Immigration: An Abolitionist Cause
One of the most frequent arguments used against opening borders is that it would add to the welfare burden of the state and that innocent taxpayers will be compelled to pay for slothful immigrants.
Slothful immigrants? Students in my international trade and finance classes always get a good laugh at the notion of “slothful immigrants.” I ask my students to imagine that they are an employer facing two job applicants. The only thing they know about them is that one is an American and the other is an immigrant. Which is likely to be the worker who will work harder? They always always always say the immigrant is sure to be the harder worker.
If it is logical on economic grounds to deport someone so that they do not become dependent on welfare, then it would make more sense to deport Americans on welfare than immigrants. But no one suggests that.
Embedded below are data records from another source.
//! Model bundle
//!
//! A `ModelBundle` groups the feature schema, the classifier and the optional
//! scaler of one model version. It is built once by the process entry point
//! and read-only afterwards, so it can be shared across threads behind an
//! `Arc` without locking.

use crate::config::PredictorConfig;
use crate::error::PredictError;
use crate::model::{load_classifier, Classifier};
use crate::scaler::Scaler;
use crate::schema::FeatureSchema;

/// Immutable schema + classifier + optional scaler
#[derive(Debug)]
pub struct ModelBundle {
    schema: FeatureSchema,
    classifier: Box<dyn Classifier>,
    scaler: Option<Scaler>,
}

impl ModelBundle {
    /// Assemble a bundle, checking the classifier against the schema's columns
    pub fn new(
        schema: FeatureSchema,
        classifier: Box<dyn Classifier>,
        scaler: Option<Scaler>,
    ) -> Result<Self, PredictError> {
        schema.validate()?;
        classifier.validate()?;

        let columns = schema.column_names();
        if classifier.n_features() != columns.len() {
            return Err(PredictError::SchemaMismatch(format!(
                "classifier was fit on {} features, schema {} has {} columns",
                classifier.n_features(),
                schema.id,
                columns.len()
            )));
        }
        if let Some(names) = classifier.feature_names() {
            if names.iter().map(String::as_str).ne(columns.iter().copied()) {
                return Err(PredictError::SchemaMismatch(format!(
                    "classifier was fit on columns {names:?}, schema {} declares {columns:?}",
                    schema.id
                )));
            }
        }

        // Scaler mismatches are recovered per request; flag them once here
        if let Some(scaler) = &scaler {
            let names: Vec<String> = columns.iter().map(|c| c.to_string()).collect();
            if let Err(e) = scaler.check_layout(&names) {
                log::warn!("scaler does not fit schema {}: {e}", schema.id);
            }
        }

        Ok(Self {
            schema,
            classifier,
            scaler,
        })
    }

    /// Load every artifact named by the configuration. Any failure is fatal
    /// for the process.
    pub fn load(config: &PredictorConfig) -> Result<Self, PredictError> {
        let schema = config.schema.resolve()?;
        let classifier = load_classifier(&config.classifier_path)?;
        let scaler = match &config.scaler_path {
            Some(path) => {
                log::info!("Loading scaler from {}", path.display());
                Some(Scaler::load(path)?)
            }
            None => None,
        };

        let bundle = ModelBundle::new(schema, classifier, scaler)
            .map_err(|e| PredictError::artifact_load(&config.classifier_path, e))?;

        log::info!(
            "Model bundle ready: schema {}, {} features, scaler {}",
            bundle.schema.id,
            bundle.classifier.n_features(),
            if bundle.scaler.is_some() { "present" } else { "absent" }
        );

        Ok(bundle)
    }

    pub fn schema(&self) -> &FeatureSchema {
        &self.schema
    }

    pub fn classifier(&self) -> &dyn Classifier {
        self.classifier.as_ref()
    }

    pub fn scaler(&self) -> Option<&Scaler> {
        self.scaler.as_ref()
    }
}

#[cfg(test)]
pub(crate) mod tests {
    use super::*;
    use crate::model::{DecisionTree, LogisticRegression, RandomForest};
    use crate::schema::SchemaId;
    use std::fs;

    /// Logistic regression over the lifestyle columns that favours class 0
    /// for low stress and class 2 for high stress
    pub(crate) fn stress_classifier(schema: &FeatureSchema) -> LogisticRegression {
        let n = schema.columns.len();
        let stress = schema.column_names().iter().position(|c| *c == "StressLevel").unwrap();
        let mut coef = vec![vec![0.0; n]; 3];
        coef[0][stress] = -1.0;
        coef[2][stress] = 1.0;

        LogisticRegression {
            n_features: n,
            feature_names: None,
            classes: vec![0, 1, 2],
            coef,
            intercept: vec![0.5, 0.0, -1.5],
        }
    }

    #[test]
    fn test_bundle_accepts_matching_classifier() {
        let schema = FeatureSchema::builtin(SchemaId::LifestyleV1);
        let classifier = stress_classifier(&schema);

        let bundle = ModelBundle::new(schema, Box::new(classifier), None).unwrap();
        assert_eq!(bundle.classifier().n_features(), 12);
        assert!(bundle.scaler().is_none());
    }

    #[test]
    fn test_bundle_rejects_feature_count_mismatch() {
        let schema = FeatureSchema::builtin(SchemaId::LifestyleV1);
        let other = FeatureSchema::builtin(SchemaId::HealthV1);
        let classifier = stress_classifier(&schema);

        let err = ModelBundle::new(other, Box::new(classifier), None).unwrap_err();
        assert!(matches!(err, PredictError::SchemaMismatch(_)));
    }

    #[test]
    fn test_bundle_rejects_reordered_columns() {
        let schema = FeatureSchema::builtin(SchemaId::LifestyleV1);
        let mut classifier = stress_classifier(&schema);
        let mut names: Vec<String> = schema.column_names().iter().map(|c| c.to_string()).collect();
        names.swap(0, 1);
        classifier.feature_names = Some(names);

        let err = ModelBundle::new(schema, Box::new(classifier), None).unwrap_err();
        assert!(matches!(err, PredictError::SchemaMismatch(_)));
    }

    #[test]
    fn test_bundle_rejects_malformed_forest() {
        let schema = FeatureSchema::builtin(SchemaId::LifestyleV1);
        let tree = |feature: i64, left: i64| DecisionTree {
            children_left: vec![left, -1, -1],
            children_right: vec![2, -1, -1],
            feature: vec![feature, -2, -2],
            threshold: vec![5.0, -2.0, -2.0],
            value: vec![vec![1.0, 1.0, 1.0], vec![1.0, 0.0, 0.0], vec![0.0, 0.0, 1.0]],
        };
        let forest = |tree: DecisionTree| RandomForest {
            n_features: 12,
            feature_names: None,
            classes: vec![0, 1, 2],
            trees: vec![tree],
        };

        // Split on a feature the schema does not have
        let err = ModelBundle::new(schema.clone(), Box::new(forest(tree(40, 1))), None).unwrap_err();
        assert!(matches!(err, PredictError::InvalidArtifact(_)));

        // Child pointing back at its own node
        let err = ModelBundle::new(schema.clone(), Box::new(forest(tree(9, 0))), None).unwrap_err();
        assert!(matches!(err, PredictError::InvalidArtifact(_)));

        assert!(ModelBundle::new(schema, Box::new(forest(tree(9, 1))), None).is_ok());
    }

    #[test]
    fn test_bundle_rejects_malformed_regression() {
        let schema = FeatureSchema::builtin(SchemaId::LifestyleV1);
        let mut classifier = stress_classifier(&schema);
        classifier.coef[1].truncate(3);

        let err = ModelBundle::new(schema, Box::new(classifier), None).unwrap_err();
        assert!(matches!(err, PredictError::InvalidArtifact(_)));
    }

    #[test]
    fn test_bundle_keeps_mismatched_scaler() {
        let schema = FeatureSchema::builtin(SchemaId::LifestyleV1);
        let classifier = stress_classifier(&schema);
        let scaler = Scaler::Standard {
            feature_names: None,
            mean: vec![0.0; 7],
            scale: vec![1.0; 7],
        };

        let bundle = ModelBundle::new(schema, Box::new(classifier), Some(scaler)).unwrap();
        assert_eq!(bundle.scaler().unwrap().n_features(), 7);
    }

    #[test]
    fn test_load_from_config() {
        let dir = tempfile::tempdir().unwrap();
        let schema = FeatureSchema::builtin(SchemaId::LifestyleV1);
        let artifact = crate::model::ClassifierArtifact::LogisticRegression(stress_classifier(&schema));
        fs::write(dir.path().join("model.json"), serde_json::to_string(&artifact).unwrap()).unwrap();
        fs::write(
            dir.path().join("scaler.json"),
            r#"{ "kind": "standard", "mean": [0,0,0,0,0,0,0,0,0,0,0,0], "scale": [1,1,1,1,1,1,1,1,1,1,1,1] }"#,
        )
        .unwrap();

        let config = PredictorConfig::new(
            crate::config::SchemaSource::Builtin(SchemaId::LifestyleV1),
            dir.path().join("model.json"),
        )
        .with_scaler(dir.path().join("scaler.json"));

        let bundle = ModelBundle::load(&config).unwrap();
        assert_eq!(bundle.schema().id, "lifestyle.v1");
        assert_eq!(bundle.scaler().unwrap().n_features(), 12);
    }

    #[test]
    fn test_load_missing_artifact_is_fatal() {
        let config = PredictorConfig::new(
            crate::config::SchemaSource::Builtin(SchemaId::LifestyleV1),
            "/nonexistent/model.json",
        );

        let err = ModelBundle::load(&config).unwrap_err();
        assert!(matches!(err, PredictError::ArtifactLoad { .. }));
    }
}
Why?
The people of America proudly declare every Fourth of July “that all Men Are Created Equal, that they are endowed by their Creator with certain unalienable Rights, that among these are Life, Liberty, and the Pursuit of Happiness.” Yet citizens are presumed to have a right to be in the United States of America and immigrants are not. This is especially odd since all Americans, or their ancestors, were once immigrants themselves.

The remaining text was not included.